KPA registered a net profit of Ksh13.9 billion in 2021, followed by KenGen (Ksh10 billion), Kenya Pipeline Company (Ksh3.1 billion) and Kenya Power (Ksh1 billion) among the top four most profitable state corporations in Kenya for FY 2021.

New Privatisation Law

On October 9, 2023, President  Ruto signed into law the Privatisation Act, 2023, marking a significant departure from the previous legal framework that mandated Parliamentary approval before a state-owned company could be privatised.

The Act replaces the Privatisation Act, 2005, introducing key changes that reshape the landscape of privatisation in Kenya including vesting powers in the Cabinet Secretary responsible for Finance (i.e. Treasury CS). One of the key reasons given for the change in law was to remove government bureaucracy. 

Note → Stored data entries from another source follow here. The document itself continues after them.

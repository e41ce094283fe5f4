//! Sources of stream audio.
//!
//! Readers run on the stream I/O thread only. They produce interleaved `f32` frames
//! in their native channel layout; conversion to the stereo chunk format happens in
//! the loader.

use crate::audio_data::CitySonicAudioData;
use crate::error::{CitySonicError, Result};
use std::fs::File;
use std::io::{Read, Seek, SeekFrom};
use std::path::Path;
use symphonia::core::{
    audio::SampleBuffer,
    codecs::{Decoder, DecoderOptions},
    errors::Error,
    formats::{FormatOptions, FormatReader, SeekMode, SeekTo},
    io::MediaSourceStream,
    meta::MetadataOptions,
    probe::Hint,
};
use symphonia::default::{get_codecs, get_probe};

/// Header information of a stream's backing data.
#[derive(Debug, Clone, Copy, PartialEq, Eq)]
pub struct StreamFormat {
    pub sample_rate: u32,
    pub channels: u16,
    pub bits_per_sample: u16,
    pub total_frames: u64,
}

/// Blocking frame source used by the stream loader.
pub trait StreamReader: Send {
    fn format(&self) -> StreamFormat;

    /// Frame index the next `read` starts at.
    fn position(&self) -> u64;

    /// Fill `out` with interleaved frames. Returns frames read; 0 means end of data.
    fn read(&mut self, out: &mut [f32]) -> Result<usize>;

    fn seek(&mut self, frame: u64) -> Result<()>;
}

/// Check the 12-byte RIFF/WAVE preamble.
pub fn validate_wav_magic(header: &[u8]) -> Result<()> {
    if header.len() < 12 || &header[0..4] != b"RIFF" || &header[8..12] != b"WAVE" {
        return Err(CitySonicError::AudioFormat(
            "missing RIFF/WAVE header".to_string(),
        ));
    }
    Ok(())
}

/// Streams a WAV file from disk through symphonia.
pub struct WavStreamReader {
    format_reader: Box<dyn FormatReader>,
    decoder: Box<dyn Decoder>,
    track_id: u32,
    format: StreamFormat,
    pending: Vec<f32>,
    pending_pos: usize,
    /// Frames to drop after a seek landed before the requested frame.
    skip_frames: u64,
    position: u64,
    scratch: Option<SampleBuffer<f32>>,
}

impl WavStreamReader {
    /// Open `path`, validate its RIFF/WAVE magic and parse the header.
    ///
    /// # Errors
    ///
    /// `Io` if the file cannot be opened, `AudioFormat` if the magic is wrong or the
    /// header lacks the sample rate, channel count or length, `AudioLoading` if
    /// symphonia rejects the file.
    pub fn open(path: impl AsRef<Path>) -> Result<Self> {
        let path = path.as_ref();
        let mut file = File::open(path)?;
        let mut magic = [0u8; 12];
        file.read_exact(&mut magic)?;
        validate_wav_magic(&magic)?;
        file.seek(SeekFrom::Start(0))?;

        let mut hint = Hint::new();
        hint.with_extension("wav");
        let mss = MediaSourceStream::new(Box::new(file), Default::default());
        let probed = get_probe()
            .format(
                &hint,
                mss,
                &FormatOptions::default(),
                &MetadataOptions::default(),
            )
            .map_err(|e| {
                CitySonicError::AudioLoading(format!("Failed to probe {}: {:?}", path.display(), e))
            })?;
        let format_reader = probed.format;

        let track = format_reader
            .default_track()
            .ok_or_else(|| CitySonicError::AudioLoading("No default audio track found".into()))?;
        let params = &track.codec_params;
        let sample_rate = params
            .sample_rate
            .ok_or_else(|| CitySonicError::AudioFormat("Sample rate not found".into()))?;
        let channels = params
            .channels
            .ok_or_else(|| CitySonicError::AudioFormat("Channel count not found".into()))?
            .count() as u16;
        let total_frames = params
            .n_frames
            .ok_or_else(|| CitySonicError::AudioFormat("Stream length not found".into()))?;
        let bits_per_sample = params.bits_per_sample.unwrap_or(16) as u16;
        let track_id = track.id;

        let decoder = get_codecs()
            .make(params, &DecoderOptions::default())
            .map_err(|e| {
                CitySonicError::AudioLoading(format!("Failed to create decoder: {:?}", e))
            })?;

        log::debug!(
            "Opened stream {} ({} Hz, {} ch, {} bit, {} frames)",
            path.display(),
            sample_rate,
            channels,
            bits_per_sample,
            total_frames
        );
        Ok(Self {
            format_reader,
            decoder,
            track_id,
            format: StreamFormat {
                sample_rate,
                channels,
                bits_per_sample,
                total_frames,
            },
            pending: Vec::new(),
            pending_pos: 0,
            skip_frames: 0,
            position: 0,
            scratch: None,
        })
    }

    /// Decode the next packet into `pending`. Returns false at end of data.
    fn decode_next(&mut self) -> Result<bool> {
        loop {
            let packet = match self.format_reader.next_packet() {
                Ok(packet) => packet,
                Err(Error::IoError(_)) => return Ok(false),
                Err(e) => {
                    return Err(CitySonicError::AudioLoading(format!(
                        "Error reading packet: {:?}",
                        e
                    )));
                }
            };
            if packet.track_id() != self.track_id {
                continue;
            }
            let decoded = match self.decoder.decode(&packet) {
                Ok(decoded) => decoded,
                Err(Error::DecodeError(e)) => {
                    log::warn!("Skipping corrupt stream packet: {}", e);
                    continue;
                }
                Err(e) => {
                    return Err(CitySonicError::AudioLoading(format!(
                        "Error decoding packet: {:?}",
                        e
                    )));
                }
            };
            let spec = *decoded.spec();
            let capacity = decoded.capacity();
            let buf = self
                .scratch
                .get_or_insert_with(|| SampleBuffer::<f32>::new(capacity as u64, spec));
            if buf.capacity() < capacity * spec.channels.count() {
                *buf = SampleBuffer::<f32>::new(capacity as u64, spec);
            }
            buf.copy_interleaved_ref(decoded);
            self.pending.clear();
            self.pending.extend_from_slice(buf.samples());

            let channels = spec.channels.count().max(1);
            let skip = (self.skip_frames as usize).min(self.pending.len() / channels);
            self.skip_frames -= skip as u64;
            self.pending_pos = skip * channels;
            return Ok(true);
        }
    }
}

impl StreamReader for WavStreamReader {
    fn format(&self) -> StreamFormat {
        self.format
    }

    fn position(&self) -> u64 {
        self.position
    }

    fn read(&mut self, out: &mut [f32]) -> Result<usize> {
        let channels = self.format.channels.max(1) as usize;
        let wanted = out.len() / channels * channels;
        let mut written = 0;
        while written < wanted {
            if self.pending_pos >= self.pending.len() && !self.decode_next()? {
                break;
            }
            let take = (self.pending.len() - self.pending_pos).min(wanted - written);
            out[written..written + take]
                .copy_from_slice(&self.pending[self.pending_pos..self.pending_pos + take]);
            self.pending_pos += take;
            written += take;
        }
        let frames = written / channels;
        self.position += frames as u64;
        Ok(frames)
    }

    fn seek(&mut self, frame: u64) -> Result<()> {
        let seeked = self
            .format_reader
            .seek(
                SeekMode::Accurate,
                SeekTo::TimeStamp {
                    ts: frame,
                    track_id: self.track_id,
                },
            )
            .map_err(|e| CitySonicError::AudioLoading(format!("Seek failed: {:?}", e)))?;
        self.decoder.reset();
        self.pending.clear();
        self.pending_pos = 0;
        self.skip_frames = seeked.required_ts.saturating_sub(seeked.actual_ts);
        self.position = frame;
        Ok(())
    }
}

/// Streams an in-memory clip. Useful for procedurally generated ambience and tests.
#[derive(Debug, Clone)]
pub struct MemoryStreamReader {
    clip: CitySonicAudioData,
    position: u64,
}

impl MemoryStreamReader {
    pub fn new(clip: CitySonicAudioData) -> Self {
        Self { clip, position: 0 }
    }
}

impl StreamReader for MemoryStreamReader {
    fn format(&self) -> StreamFormat {
        StreamFormat {
            sample_rate: self.clip.sample_rate(),
            channels: self.clip.channels(),
            bits_per_sample: 32,
            total_frames: self.clip.total_frames() as u64,
        }
    }

    fn position(&self) -> u64 {
        self.position
    }

    fn read(&mut self, out: &mut [f32]) -> Result<usize> {
        let channels = self.clip.channels().max(1) as usize;
        let total = self.clip.total_frames() as u64;
        let start = self.position.min(total) as usize;
        let frames = (out.len() / channels).min(total as usize - start);
        out[..frames * channels]
            .copy_from_slice(&self.clip.samples()[start * channels..(start + frames) * channels]);
        self.position += frames as u64;
        Ok(frames)
    }

    fn seek(&mut self, frame: u64) -> Result<()> {
        self.position = frame.min(self.clip.total_frames() as u64);
        Ok(())
    }
}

“We have otherwise very lucrative companies but they are trapped in government bureaucracy when the services they are offering can actually be better offered by the private sector. So we will make these opportunities available and I want to tell our Kenyan private and public sectors that opportunity is coming and they should prepare for being part owners," the head of state remarked on Thursday. 

Privatisation Act, 2023, in Brief

1. Privatisation Authority Formation:

  • Core Change: The Privatisation Act 2023 establishes the Privatisation Authority (the Authority), supplanting the Privatisation Commission.
  • Enhanced Role: The Authority assumes a more expansive role, guiding the government, executing policies, collaborating with institutions, and overseeing privatisation initiatives.
  • Centralised Oversight: This signifies a departure towards a centralised approach to privatisation oversight, potentially increasing efficiency. Law strips MPs of their oversight role in the sale of government-owned companies.

2. Appointments of Authority Members:

  • Shift in Approval: Unlike the previous requirement for National Assembly approval, the Act empowers the Cabinet Secretary for the appointment of Authority members based on relevant skills and competencies.
  • Streamlined Process: This change streamlines the appointment process, in what is said to be an attempt at improving the Authority's effectiveness.

3. Privatisation Programme Framework:

  • Thorough Criteria: The Act mandates the Cabinet Secretary to employ a comprehensive set of criteria for selecting entities for privatisation.
  • Approval Process Shift: Notably, the Act shifts the approval process from a multilayered system to National Assembly ratification, aiming to expedite the timeline.
  • Strategic Considerations: The criteria include alignment with government policies, strategic priorities, and potential benefits, signalling a more strategic approach to privatisation.

4. Privatisation Strategies and Agreements:

  • Innovative Methods: Introduces innovative privatisation methods, such as the sale of shares through public tendering, alongside traditional methods like initial public offerings.
  • Participation Dynamics: Open participation to both Kenyan and non-Kenyan entities, with the Cabinet Secretary empowered to restrict non-Kenyan involvement.
  • Detailed Proposals: Privatisation proposals are now more detailed, encompassing foundational information, financial health, and socio-economic investment considerations.
  • Shift in Methodologies: Discontinues asset liquidation as a privatisation method unless approved by the Cabinet, introducing a more structured and strategic privatisation approach.

5. Objections and Appeals:

  • Defined Procedures: The Act establishes clear procedures for objections and appeals, outlined in the Third Schedule.
  • Escalation Path: Dissatisfied parties can escalate concerns from the Authority to the Privatisation Review Board and, if necessary, to the High Court.

6. Expectations and Implications:

  • Discretionary Powers: The Act grants the Cabinet Secretary discretionary powers to restrict privatisation involvement to Kenyan nationals, potentially reshaping the ownership landscape.
  • Economic Catalysis: Aims to expedite the privatisation process, attract investors, and catalyse private sector growth.
  • Public Participation: Introduction of share sales through public tendering provides an avenue for public involvement in privatised firms.
  • Accountability Concerns: Sidelining parliamentary approval raises concerns about accountability and transparency, urging stakeholders to navigate the nuances of the Act.